**EXERCISE**
From the listing below, return every line with the string "anonymous" in it.

=== Begin Enclosure ===

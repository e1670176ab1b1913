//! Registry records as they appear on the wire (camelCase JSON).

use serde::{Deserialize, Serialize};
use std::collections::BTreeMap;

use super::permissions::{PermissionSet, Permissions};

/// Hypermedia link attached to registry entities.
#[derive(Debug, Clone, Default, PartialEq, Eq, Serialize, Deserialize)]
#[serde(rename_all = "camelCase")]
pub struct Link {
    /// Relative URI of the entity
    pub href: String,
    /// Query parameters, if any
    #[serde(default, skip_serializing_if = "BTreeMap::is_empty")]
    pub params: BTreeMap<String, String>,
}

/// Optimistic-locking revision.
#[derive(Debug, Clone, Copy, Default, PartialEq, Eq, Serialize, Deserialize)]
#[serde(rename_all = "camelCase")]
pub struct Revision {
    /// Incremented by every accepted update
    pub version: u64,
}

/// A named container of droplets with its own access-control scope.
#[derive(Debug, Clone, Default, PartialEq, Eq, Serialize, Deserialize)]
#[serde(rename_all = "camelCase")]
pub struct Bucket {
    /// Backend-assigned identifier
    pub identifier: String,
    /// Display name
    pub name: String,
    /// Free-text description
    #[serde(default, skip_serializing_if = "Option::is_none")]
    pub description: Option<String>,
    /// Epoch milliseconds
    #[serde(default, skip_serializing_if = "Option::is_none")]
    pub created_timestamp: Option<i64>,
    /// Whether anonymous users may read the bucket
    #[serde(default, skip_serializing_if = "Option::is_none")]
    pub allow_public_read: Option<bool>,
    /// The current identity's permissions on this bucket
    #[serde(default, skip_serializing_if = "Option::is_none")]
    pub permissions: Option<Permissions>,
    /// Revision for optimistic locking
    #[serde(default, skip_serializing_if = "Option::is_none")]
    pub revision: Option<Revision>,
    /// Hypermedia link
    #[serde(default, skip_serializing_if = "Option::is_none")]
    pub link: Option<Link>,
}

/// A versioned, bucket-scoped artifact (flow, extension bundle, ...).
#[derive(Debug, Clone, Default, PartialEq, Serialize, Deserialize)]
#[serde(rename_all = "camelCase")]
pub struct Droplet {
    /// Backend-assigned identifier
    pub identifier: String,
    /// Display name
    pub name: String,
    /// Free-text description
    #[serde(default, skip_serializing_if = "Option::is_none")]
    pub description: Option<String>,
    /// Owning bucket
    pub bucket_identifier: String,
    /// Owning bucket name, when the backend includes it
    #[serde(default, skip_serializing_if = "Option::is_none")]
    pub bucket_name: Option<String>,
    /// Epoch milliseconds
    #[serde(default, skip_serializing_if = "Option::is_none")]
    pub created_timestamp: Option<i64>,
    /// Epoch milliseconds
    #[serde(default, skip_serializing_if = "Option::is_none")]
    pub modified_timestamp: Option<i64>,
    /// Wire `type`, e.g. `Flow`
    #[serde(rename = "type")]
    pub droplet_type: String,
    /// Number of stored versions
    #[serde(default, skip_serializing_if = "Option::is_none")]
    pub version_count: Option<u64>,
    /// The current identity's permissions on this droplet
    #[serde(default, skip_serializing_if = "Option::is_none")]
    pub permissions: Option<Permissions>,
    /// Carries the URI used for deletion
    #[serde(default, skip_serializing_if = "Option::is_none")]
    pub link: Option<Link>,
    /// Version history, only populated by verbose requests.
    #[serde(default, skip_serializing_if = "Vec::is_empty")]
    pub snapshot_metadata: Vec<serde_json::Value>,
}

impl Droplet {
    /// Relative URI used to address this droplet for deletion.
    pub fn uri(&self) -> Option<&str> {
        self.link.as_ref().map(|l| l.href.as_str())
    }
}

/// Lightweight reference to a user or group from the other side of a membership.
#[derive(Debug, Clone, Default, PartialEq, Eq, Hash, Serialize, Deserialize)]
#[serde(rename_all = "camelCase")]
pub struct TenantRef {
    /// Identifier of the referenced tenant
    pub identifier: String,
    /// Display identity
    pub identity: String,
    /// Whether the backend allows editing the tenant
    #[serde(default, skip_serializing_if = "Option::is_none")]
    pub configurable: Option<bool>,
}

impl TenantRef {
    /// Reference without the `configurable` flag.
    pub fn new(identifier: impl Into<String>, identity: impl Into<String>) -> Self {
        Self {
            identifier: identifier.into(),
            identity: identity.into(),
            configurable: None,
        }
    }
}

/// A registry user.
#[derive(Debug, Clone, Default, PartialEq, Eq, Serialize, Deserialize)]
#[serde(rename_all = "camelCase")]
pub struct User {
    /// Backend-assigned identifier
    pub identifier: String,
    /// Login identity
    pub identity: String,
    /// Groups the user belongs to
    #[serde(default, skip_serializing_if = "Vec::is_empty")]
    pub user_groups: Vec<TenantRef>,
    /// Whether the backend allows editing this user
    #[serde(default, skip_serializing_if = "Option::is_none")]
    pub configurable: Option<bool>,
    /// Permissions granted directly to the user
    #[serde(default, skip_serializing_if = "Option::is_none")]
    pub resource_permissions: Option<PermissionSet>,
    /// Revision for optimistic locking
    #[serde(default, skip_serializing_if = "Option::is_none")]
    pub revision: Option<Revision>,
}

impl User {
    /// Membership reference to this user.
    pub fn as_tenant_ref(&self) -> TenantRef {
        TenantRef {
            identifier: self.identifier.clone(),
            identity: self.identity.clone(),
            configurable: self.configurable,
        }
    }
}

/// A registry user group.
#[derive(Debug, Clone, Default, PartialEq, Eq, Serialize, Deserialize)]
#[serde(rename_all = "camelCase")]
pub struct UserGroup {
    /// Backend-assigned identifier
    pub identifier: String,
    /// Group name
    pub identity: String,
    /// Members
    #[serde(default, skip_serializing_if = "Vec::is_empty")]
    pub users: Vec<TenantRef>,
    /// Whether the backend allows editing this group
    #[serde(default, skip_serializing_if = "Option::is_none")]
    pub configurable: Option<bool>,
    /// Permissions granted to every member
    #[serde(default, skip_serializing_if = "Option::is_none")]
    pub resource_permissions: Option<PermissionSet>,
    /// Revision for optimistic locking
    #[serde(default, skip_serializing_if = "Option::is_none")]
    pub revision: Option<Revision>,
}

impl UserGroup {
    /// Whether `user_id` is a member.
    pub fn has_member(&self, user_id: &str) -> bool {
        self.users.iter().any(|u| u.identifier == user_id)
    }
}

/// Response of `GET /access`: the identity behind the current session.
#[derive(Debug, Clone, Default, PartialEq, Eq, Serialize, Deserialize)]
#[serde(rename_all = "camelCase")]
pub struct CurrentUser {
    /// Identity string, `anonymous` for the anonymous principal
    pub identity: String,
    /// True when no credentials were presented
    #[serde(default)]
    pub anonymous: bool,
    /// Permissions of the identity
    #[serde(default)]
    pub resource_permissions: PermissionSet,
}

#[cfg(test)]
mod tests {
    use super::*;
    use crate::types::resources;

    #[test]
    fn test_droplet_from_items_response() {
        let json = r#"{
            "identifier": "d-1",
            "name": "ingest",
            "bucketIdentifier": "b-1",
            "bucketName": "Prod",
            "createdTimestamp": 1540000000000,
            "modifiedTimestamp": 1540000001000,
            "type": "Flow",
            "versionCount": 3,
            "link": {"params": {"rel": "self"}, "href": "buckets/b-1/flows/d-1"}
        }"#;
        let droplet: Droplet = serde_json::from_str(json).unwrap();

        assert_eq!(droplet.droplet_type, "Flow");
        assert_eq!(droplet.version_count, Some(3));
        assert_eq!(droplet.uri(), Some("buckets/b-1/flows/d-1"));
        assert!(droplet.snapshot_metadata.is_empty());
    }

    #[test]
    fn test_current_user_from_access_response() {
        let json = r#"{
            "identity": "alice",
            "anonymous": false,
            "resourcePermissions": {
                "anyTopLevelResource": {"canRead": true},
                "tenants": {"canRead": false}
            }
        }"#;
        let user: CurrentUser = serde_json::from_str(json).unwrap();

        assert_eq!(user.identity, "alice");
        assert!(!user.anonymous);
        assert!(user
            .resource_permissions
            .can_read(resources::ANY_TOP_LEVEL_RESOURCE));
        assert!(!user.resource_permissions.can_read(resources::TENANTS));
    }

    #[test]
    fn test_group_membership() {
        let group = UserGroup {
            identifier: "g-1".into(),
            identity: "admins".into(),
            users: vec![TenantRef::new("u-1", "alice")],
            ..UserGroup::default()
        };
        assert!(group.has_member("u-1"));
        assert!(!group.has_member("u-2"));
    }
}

=== End Enclosure ===

**ANSWER BOX**
    /// Whether anonymous users may read the bucket
    /// Identity string, `anonymous` for the anonymous principal
    pub anonymous: bool,
            "anonymous": false,
        assert!(!user.anonymous);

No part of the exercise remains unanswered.